Del Pozo explique pourquoi la variante omicron a été choisie, qui confère au virus une capacité de contagion « spectaculaire » (70 fois plus rapide dans les voies respiratoires supérieures mais plus lente dans les voies respiratoires inférieures, ce qui explique la survenue de symptômes bénins).

« Ómicron a le potentiel de nous infecter tous mais il faut éviter que ce soit en même temps pour ne pas tomber dans l’effondrement de l’hôpital », avoir besoin.

Il convient avec son collègue du SEI que le virus « restera avec nous », bien qu’il soit convaincu que le vaccin et l’immunité naturelle créée par l’infection massive par l’omicron peuvent aider à réduire la gravité des nouvelles variantes.

Et en regardant vers l’avenir, comprenez que un vaccin stérilisant devra être trouvé pour empêcher le virus de pénétrer dans l’organisme. Quelque chose sur lequel l’équipe du virologue travaille déjà Luis Enjuanes, du Centre National des Biotechnologies (CNB).

Un épidémiologiste voit « risqué de dire qu’omicron est moins virulent »

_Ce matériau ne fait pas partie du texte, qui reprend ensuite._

use nalgebra::Point2;
use planar_ar_core::{Homography, Pose};
use serde::{Deserialize, Serialize};

/// Stage counters for one `detect` call.
#[derive(Clone, Copy, Debug, Default, PartialEq, Eq, Serialize, Deserialize)]
pub struct DetectionStats {
    pub query_keypoints: usize,
    pub correspondences: usize,
    pub rough_inliers: usize,
    pub refine_keypoints: usize,
    pub refine_correspondences: usize,
    pub refine_inliers: usize,
    /// The refinement pass succeeded and was composed into the homography.
    pub refined: bool,
}

/// Outcome of locating the pattern in one frame.
#[derive(Clone, Debug, PartialEq, Serialize, Deserialize)]
pub struct TrackingResult {
    pub found: bool,
    /// Pattern pixels -> frame pixels, normalised so `h[2][2] == 1`.
    pub homography: Homography,
    /// Pattern outline (`quad2d`) mapped through `homography`.
    pub projected_quad: [Point2<f32>; 4],
    /// Pattern plane -> camera frame. Only current when `found`.
    pub pose: Pose,
    pub stats: DetectionStats,
}

impl Default for TrackingResult {
    fn default() -> Self {
        Self {
            found: false,
            homography: Homography::identity(),
            projected_quad: [Point2::origin(); 4],
            pose: Pose::default(),
            stats: DetectionStats::default(),
        }
    }
}

impl TrackingResult {
    pub fn not_found(stats: DetectionStats) -> Self {
        Self {
            stats,
            ..Self::default()
        }
    }
}
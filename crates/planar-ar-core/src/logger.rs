//! `tracing-subscriber` setup for binaries built with the `tracing` feature.

use tracing_subscriber::fmt::format::FmtSpan;
use tracing_subscriber::util::SubscriberInitExt;
use tracing_subscriber::{fmt, EnvFilter};

/// Install a `tracing` subscriber filtered by `RUST_LOG` (default `info`).
///
/// `json` switches to flattened JSON events, one per line. A second call is a
/// no-op.
pub fn init_tracing(json: bool) {
    let filter = EnvFilter::try_from_default_env().unwrap_or_else(|_| EnvFilter::new("info"));
    if json {
        let _ = fmt()
            .with_env_filter(filter)
            .with_span_events(FmtSpan::CLOSE)
            .json()
            .flatten_event(true)
            .finish()
            .try_init();
    } else {
        let _ = fmt()
            .with_env_filter(filter)
            .with_span_events(FmtSpan::CLOSE)
            .with_timer(fmt::time::Uptime::default())
            .finish()
            .try_init();
    }
}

Un autre problème qui a déjà été noté est le grand nombre de réinfections avec la variante omicron, même chez ceux vaccinés avec trois doses. L’épidémiologiste l’explique Vincent Martin e enquêteur du Centre de Recherche Biomédicale du Réseau Epidémiologie et Santé Publique (CIBERESP) de la Institut de Santé Carlos III.

Martín est optimiste mais prudent et estime qu’il est « risqué » de dire qu’omicron est moins virulent. Il n’est pas clair pour cet expert si ce qui se passe est en raison de l’effet des vaccins ou de la perte de virulence de la variante.

N’oubliez pas que la vitesse à laquelle omicron colonise le monde entier est « impressionnante », alors est convaincu qu’il est trop tôt pour connaître son effet sur les unités de soins intensifs, ce qui pourra être vérifié dans les prochaines semaines lorsque l’écart entre l’infection et la mortalité sera connu.

Tout indique que le virus se comporte comme prévu mais, souligne-t-il, ni les vaccins ne préviennent l’infection ni la maladie « et omicron produit une maladie non grave chez les personnes vaccinées, non vaccinées et infectées ».

insiste pour que Il est « tôt » de s’assurer qu’omicron ne suppose pas la gravité et rappelez-vous que l’une des caractéristiques de ce virus est qu’il les personnes qui vont parfaitement bien, s’aggravent sur une période de 15 à 20 jours. « Depuis combien de temps gravissons-nous l’omicron ? » se demande-t-il.